Hey, you? Is this 1996 Ferrari F50 yours? If so, the U.S. Attorney’s Office would like to speak with you. No, it’s not about that parking ticket … they want to give the F50 back to you. Remember how it was stolen 18 years ago? In Italy? The government thinks this is it. But before you raise your hand, know that this is headed to court … there’s another party who thinks they have rightful ownership.
Let’s back up and explain. As The Buffalo News reports, back in 2003, a Ferrari F50 was stolen in Italy soon after it was purchased. Fast forward a bunch of years, and a Ferrari F50 is intercepted at the Canadian border by U.S. Customs and Border Protection. They notice something a little fishy about the VIN plate, and after investigating further—and contacting Ferrari—CBP determines this is the stolen F50 from 2003.
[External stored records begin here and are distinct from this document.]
// tcp-consensus: Signed validator votes
// A vote binds (fingerprint, validator, decision, reason, epoch) under the
// validator's epoch key. Only votes that verify under the keystore are
// counted by the coordinator.

use ed25519_dalek::{Signature, Verifier};
use serde::{Deserialize, Serialize};
use tcp_crypto::keystore::{KeystoreSnapshot, NodeSigningKey};
use tcp_kernel::decision::{Decision, ReasonCode};
use tcp_lockchain::record::{vote_payload_bytes, VoteRecord};

/// A validator's signed verdict on one descriptor fingerprint.
#[derive(Debug, Clone, PartialEq, Eq, Serialize, Deserialize)]
pub struct SignedVote {
    pub fingerprint: [u8; 32],
    pub validator_id: u16,
    pub decision: Decision,
    pub reason: ReasonCode,
    pub epoch: u64,
    /// Ed25519 signature over the canonical vote payload
    pub signature: Vec<u8>,
}

impl SignedVote {
    /// Sign a verdict with the node's current-epoch key.
    pub fn sign(
        node: &NodeSigningKey,
        fingerprint: [u8; 32],
        decision: Decision,
        reason: ReasonCode,
    ) -> Self {
        let payload = vote_payload_bytes(
            &fingerprint,
            node.validator_id,
            decision,
            reason,
            node.epoch,
        );
        let signature = node.sign(&payload);
        Self {
            fingerprint,
            validator_id: node.validator_id,
            decision,
            reason,
            epoch: node.epoch,
            signature: signature.to_bytes().to_vec(),
        }
    }

    /// Verify the signature under the claimed validator's key for the
    /// claimed epoch. Resolves through the keystore, which accepts the
    /// current epoch always and the previous epoch only inside the
    /// rotation overlap window.
    pub fn verify(&self, keystore: &KeystoreSnapshot) -> bool {
        let Some(verifying_key) = keystore.verifying_key(self.validator_id, self.epoch) else {
            return false;
        };
        let Ok(signature_bytes) = <[u8; 64]>::try_from(self.signature.as_slice()) else {
            return false;
        };
        let signature = Signature::from_bytes(&signature_bytes);
        let payload = vote_payload_bytes(
            &self.fingerprint,
            self.validator_id,
            self.decision,
            self.reason,
            self.epoch,
        );
        verifying_key.verify(&payload, &signature).is_ok()
    }

    /// Strip to the form stored inside sealed records.
    pub fn to_record(&self) -> VoteRecord {
        VoteRecord {
            validator_id: self.validator_id,
            decision: self.decision,
            reason: self.reason,
            epoch: self.epoch,
            signature: self.signature.clone(),
        }
    }
}

#[cfg(test)]
mod tests {
    use super::*;
    use tcp_crypto::keystore::generate;

    #[test]
    fn test_sign_and_verify() {
        let cluster = generate(1, 2);
        let vote = SignedVote::sign(
            &cluster.nodes[0],
            [4u8; 32],
            Decision::Allow,
            ReasonCode::None,
        );
        assert!(vote.verify(&cluster.snapshot));
        assert_eq!(vote.validator_id, 1);
        assert_eq!(vote.epoch, 1);
    }

    #[test]
    fn test_tampered_decision_fails() {
        let cluster = generate(1, 1);
        let mut vote = SignedVote::sign(
            &cluster.nodes[0],
            [4u8; 32],
            Decision::Allow,
            ReasonCode::None,
        );
        vote.decision = Decision::Deny;
        assert!(!vote.verify(&cluster.snapshot));
    }

    #[test]
    fn test_forged_signature_fails() {
        let cluster = generate(1, 1);
        let mut vote = SignedVote::sign(
            &cluster.nodes[0],
            [4u8; 32],
            Decision::Deny,
            ReasonCode::None,
        );
        vote.signature = vec![0u8; 64];
        assert!(!vote.verify(&cluster.snapshot));
    }

    #[test]
    fn test_claimed_identity_must_match_key() {
        let cluster = generate(1, 2);
        let mut vote = SignedVote::sign(
            &cluster.nodes[0],
            [4u8; 32],
            Decision::Allow,
            ReasonCode::None,
        );
        // Claim to be validator 2 while signed with validator 1's key
        vote.validator_id = 2;
        assert!(!vote.verify(&cluster.snapshot));
    }

    #[test]
    fn test_unknown_epoch_fails() {
        let cluster = generate(1, 1);
        let mut vote = SignedVote::sign(
            &cluster.nodes[0],
            [4u8; 32],
            Decision::Allow,
            ReasonCode::None,
        );
        vote.epoch = 99;
        assert!(!vote.verify(&cluster.snapshot));
    }
}
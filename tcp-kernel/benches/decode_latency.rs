// Benchmark the constant-time decode and policy stages

use criterion::{black_box, criterion_group, criterion_main, Criterion};
use tcp_kernel::codec::{decode, encode};
use tcp_kernel::decision::Context;
use tcp_kernel::descriptor::{CapabilityFlags, DescriptorBuilder, RiskLevel};
use tcp_kernel::policy::{PolicySpec, PolicyTable};
use tcp_kernel::variant::Variant;

fn bench_decode(c: &mut Criterion) {
    let valid = encode(
        &DescriptorBuilder::new(Variant::V2Classical)
            .command("ls")
            .risk(RiskLevel::Safe)
            .build(),
    );
    let mut tampered = valid;
    tampered[10] ^= 0x08;

    c.bench_function("decode_valid", |b| b.iter(|| decode(black_box(&valid))));
    c.bench_function("decode_crc_mismatch", |b| {
        b.iter(|| decode(black_box(&tampered)))
    });
}

fn bench_policy(c: &mut Criterion) {
    let table = PolicyTable::compile(&PolicySpec::default()).expect("compile");
    let ctx = Context::default();
    let safe = DescriptorBuilder::new(Variant::V2Classical)
        .command("ls")
        .risk(RiskLevel::Safe)
        .build();
    let critical = DescriptorBuilder::new(Variant::V2Classical)
        .command("dd")
        .flags(CapabilityFlags::FILE_OPS | CapabilityFlags::DESTRUCTIVE)
        .risk(RiskLevel::Critical)
        .build();

    c.bench_function("policy_allow", |b| {
        b.iter(|| table.decide(black_box(&safe), black_box(&ctx)))
    });
    c.bench_function("policy_deny", |b| {
        b.iter(|| table.decide(black_box(&critical), black_box(&ctx)))
    });
}

criterion_group!(benches, bench_decode, bench_policy);
criterion_main!(benches);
The issue is, in the intervening years the Ferrari has had at least a couple of owners, the last of which claims to have proper ownership. While it seems the evidence is compelling, the Buffalo News relates the U.S. Attorney isn’t sure if it should give the car back to either claimant. It wants these parties—or you, provided you have a stronger claim than the folks identified in the news report—to sort it out in court. Until then, the government is going to hold onto it. Tough job, but somebody’s got to do it.
The story takes more twists and turns in a few hundred words of the original report than we’ve relayed here, and a court battle could reveal even more. It could be that both claimants have less of a right to this F50 than you, dear reader. All you have to do is prove your claim in court. Good luck. You’re going to need it.